WHAT TO DO:
Retrieve all lines below that have the string "persisted".

-----

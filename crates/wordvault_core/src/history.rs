//! Salted hashed history with time-to-live expiry.

use crate::checksum;
use crate::clock::{Clock, SystemClock};
use crate::config::HistoryConfig;
use crate::error::CoreResult;
use crate::throttle::Throttle;
use parking_lot::{Condvar, Mutex};
use rand::RngCore;
use sha2::{Digest, Sha256};
use std::sync::atomic::{AtomicBool, AtomicI64, Ordering};
use std::sync::Arc;
use std::thread;
use std::time::Duration;
use tracing::{debug, info, warn};
use wordvault_store::{KeyValueStore, Namespace};

/// Schema version constant for the history layout.
const SCHEMA_VERSION: &str = "history-1";

/// Metadata key holding the schema/config fingerprint.
const VERSION_KEY: &str = "version";

/// Metadata key holding the persisted salt.
const SALT_KEY: &str = "salt";

/// Metadata key holding the oldest surviving entry timestamp.
const OLDEST_KEY: &str = "oldest";

/// Sentinel for "no known oldest entry".
const NO_OLDEST: i64 = i64::MAX;

/// Records words as salted iterative hashes with a millisecond
/// timestamp, and answers "was this word seen within the window".
///
/// Plaintext never reaches the backing store. Expiry is enforced at
/// query time; a background sweeper reclaims the space later, so a
/// stale entry can linger on disk but is never reported as present.
pub struct HistoryStore {
    name: String,
    store: Arc<dyn KeyValueStore>,
    config: HistoryConfig,
    entries_ns: Namespace,
    meta_ns: Namespace,
    salt: String,
    clock: Arc<dyn Clock>,
    closed: AtomicBool,
    /// Timestamp of the oldest entry believed present, or [`NO_OLDEST`].
    /// Lets the sweeper skip a full scan when nothing can have expired.
    oldest: AtomicI64,
    sweep_gate: Mutex<bool>,
    sweep_signal: Condvar,
}

impl HistoryStore {
    /// Opens the named history, validating the stored layout.
    ///
    /// A version mismatch (schema change or a different `hash_loops`)
    /// truncates the stored entries, as does a missing salt: hashes
    /// written under other parameters can never match again.
    ///
    /// # Errors
    ///
    /// Returns a store error if reading or writing metadata fails.
    pub fn open(
        name: impl Into<String>,
        store: Arc<dyn KeyValueStore>,
        config: HistoryConfig,
    ) -> CoreResult<Self> {
        Self::open_with_clock(name, store, config, Arc::new(SystemClock))
    }

    /// Opens with an explicit clock; tests drive expiry deterministically.
    ///
    /// # Errors
    ///
    /// Returns a store error if reading or writing metadata fails.
    pub fn open_with_clock(
        name: impl Into<String>,
        store: Arc<dyn KeyValueStore>,
        config: HistoryConfig,
        clock: Arc<dyn Clock>,
    ) -> CoreResult<Self> {
        let name = name.into();
        let entries_ns = Namespace::new(format!("history:{name}"));
        let meta_ns = Namespace::new(format!("history-meta:{name}"));

        let version = format!("{SCHEMA_VERSION}/loops={}", config.hash_loops.max(1));
        match store.get(&meta_ns, VERSION_KEY)? {
            Some(stored) if stored == version => {}
            stored => {
                if let Some(stored) = stored {
                    info!(history = %name, stored, current = version,
                        "history version mismatch, truncating");
                } else {
                    debug!(history = %name, "initializing history metadata");
                }
                store.truncate(&entries_ns)?;
                store.truncate(&meta_ns)?;
                store.put(&meta_ns, VERSION_KEY, &version)?;
            }
        }

        let salt = match store.get(&meta_ns, SALT_KEY)? {
            Some(salt) => salt,
            None => {
                // Entries hashed under a lost salt are dead weight.
                store.truncate(&entries_ns)?;
                let mut bytes = [0u8; 32];
                rand::thread_rng().fill_bytes(&mut bytes);
                let salt = checksum::hex(&bytes);
                store.put(&meta_ns, SALT_KEY, &salt)?;
                info!(history = %name, "generated new history salt");
                salt
            }
        };

        let oldest = store
            .get(&meta_ns, OLDEST_KEY)?
            .and_then(|raw| raw.parse::<i64>().ok())
            .unwrap_or(NO_OLDEST);

        Ok(Self {
            name,
            store,
            config,
            entries_ns,
            meta_ns,
            salt,
            clock,
            closed: AtomicBool::new(false),
            oldest: AtomicI64::new(oldest),
            sweep_gate: Mutex::new(false),
            sweep_signal: Condvar::new(),
        })
    }

    /// Records a word as seen now. Upserts: a repeat sighting refreshes
    /// the timestamp. Blank input and a closed store are no-ops.
    ///
    /// # Errors
    ///
    /// Returns a store error if the write fails.
    pub fn add_word(&self, word: &str) -> CoreResult<()> {
        if self.closed.load(Ordering::Acquire) {
            return Ok(());
        }
        let Some(key) = self.hash_word(word) else {
            return Ok(());
        };
        let now = self.clock.now_millis();
        self.store.put(&self.entries_ns, &key, &now.to_string())?;
        self.oldest.fetch_min(now, Ordering::AcqRel);
        Ok(())
    }

    /// Whether the word was recorded within the retention window.
    ///
    /// An entry past its age is reported absent even if the sweeper
    /// has not reclaimed it yet.
    #[must_use]
    pub fn contains_word(&self, word: &str) -> bool {
        if self.closed.load(Ordering::Acquire) {
            return false;
        }
        let Some(key) = self.hash_word(word) else {
            return false;
        };
        match self.store.get(&self.entries_ns, &key) {
            Ok(Some(raw)) => match raw.parse::<i64>() {
                Ok(ts) => self.age_of(ts) < self.max_age_millis(),
                Err(_) => false,
            },
            Ok(None) => false,
            Err(e) => {
                warn!(history = %self.name, error = %e, "history lookup failed");
                false
            }
        }
    }

    /// Stored entry count, including entries awaiting sweep.
    ///
    /// # Errors
    ///
    /// Returns a store error if the count fails.
    pub fn len(&self) -> CoreResult<u64> {
        Ok(self.store.len(&self.entries_ns)?)
    }

    /// Whether the history holds no entries.
    ///
    /// # Errors
    ///
    /// Returns a store error if the count fails.
    pub fn is_empty(&self) -> CoreResult<bool> {
        Ok(self.len()? == 0)
    }

    /// Age of the oldest entry believed present, if any.
    #[must_use]
    pub fn oldest_entry_age(&self) -> Option<Duration> {
        let oldest = self.oldest.load(Ordering::Acquire);
        if oldest == NO_OLDEST {
            return None;
        }
        u64::try_from(self.age_of(oldest))
            .ok()
            .map(Duration::from_millis)
    }

    /// Removes expired entries; returns how many were reclaimed.
    ///
    /// Skips the scan entirely while the oldest known entry is still
    /// inside the window. A full pass refreshes the persisted oldest
    /// timestamp; an interrupted pass (store closing) leaves it alone.
    ///
    /// # Errors
    ///
    /// Returns a store error if iteration or deletion fails.
    pub fn sweep(&self) -> CoreResult<u64> {
        let max_age = self.max_age_millis();
        let oldest = self.oldest.load(Ordering::Acquire);
        if oldest != NO_OLDEST && self.age_of(oldest) < max_age {
            debug!(history = %self.name, "sweep skipped, nothing can have expired");
            return Ok(0);
        }

        let mut throttle = Throttle::new(self.config.load_factor);
        let mut removed = 0u64;
        let mut surviving_oldest = NO_OLDEST;

        let mut cursor = self.store.iter(&self.entries_ns)?;
        while let Some((key, raw)) = cursor.next_entry()? {
            if self.closed.load(Ordering::Acquire) {
                debug!(history = %self.name, removed, "sweep interrupted by close");
                return Ok(removed);
            }
            throttle.sleep();

            // Unparseable timestamps are treated as expired.
            let expired = raw.parse::<i64>().map_or(true, |ts| {
                if self.age_of(ts) >= max_age {
                    true
                } else {
                    surviving_oldest = surviving_oldest.min(ts);
                    false
                }
            });
            if expired {
                self.store.remove(&self.entries_ns, &key)?;
                removed += 1;
            }
        }

        self.oldest.store(surviving_oldest, Ordering::Release);
        if surviving_oldest == NO_OLDEST {
            self.store.remove(&self.meta_ns, OLDEST_KEY)?;
        } else {
            self.store
                .put(&self.meta_ns, OLDEST_KEY, &surviving_oldest.to_string())?;
        }

        if removed > 0 {
            info!(history = %self.name, removed, "history sweep reclaimed entries");
        }
        Ok(removed)
    }

    /// Spawns the periodic sweeper; it runs every
    /// [`HistoryConfig::sweep_interval`] until the store closes.
    pub fn spawn_sweeper(self: &Arc<Self>) -> thread::JoinHandle<()> {
        let this = Arc::clone(self);
        thread::spawn(move || {
            let interval = this.config.sweep_interval();
            loop {
                let mut stop = this.sweep_gate.lock();
                if !*stop {
                    this.sweep_signal.wait_for(&mut stop, interval);
                }
                if *stop {
                    break;
                }
                drop(stop);
                if let Err(e) = this.sweep() {
                    warn!(history = %this.name, error = %e, "history sweep failed");
                }
            }
        })
    }

    /// Shuts the history down; wakes and stops the sweeper. Idempotent.
    pub fn close(&self) {
        if self.closed.swap(true, Ordering::AcqRel) {
            return;
        }
        *self.sweep_gate.lock() = true;
        self.sweep_signal.notify_all();
        info!(history = %self.name, "history closed");
    }

    /// Normalizes and hashes a word into its storage key.
    ///
    /// Case-insensitive by construction. The digest is folded over
    /// itself `hash_loops` times to keep brute-forcing the stored
    /// keys expensive.
    fn hash_word(&self, word: &str) -> Option<String> {
        let word = word.trim().to_lowercase();
        if word.is_empty() {
            return None;
        }
        let mut digest = Sha256::new()
            .chain_update(self.salt.as_bytes())
            .chain_update(word.as_bytes())
            .finalize();
        for _ in 1..self.config.hash_loops.max(1) {
            digest = Sha256::digest(digest);
        }
        Some(checksum::hex(&digest))
    }

    fn age_of(&self, ts: i64) -> i64 {
        self.clock.now_millis().saturating_sub(ts)
    }

    fn max_age_millis(&self) -> i64 {
        i64::try_from(self.config.max_age.as_millis()).unwrap_or(i64::MAX)
    }
}

impl std::fmt::Debug for HistoryStore {
    fn fmt(&self, f: &mut std::fmt::Formatter<'_>) -> std::fmt::Result {
        f.debug_struct("HistoryStore")
            .field("name", &self.name)
            .field("closed", &self.closed.load(Ordering::Relaxed))
            .finish_non_exhaustive()
    }
}

impl Drop for HistoryStore {
    fn drop(&mut self) {
        self.close();
    }
}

-----

ANSWER SPACE:
/// Metadata key holding the persisted salt.
    /// inside the window. A full pass refreshes the persisted oldest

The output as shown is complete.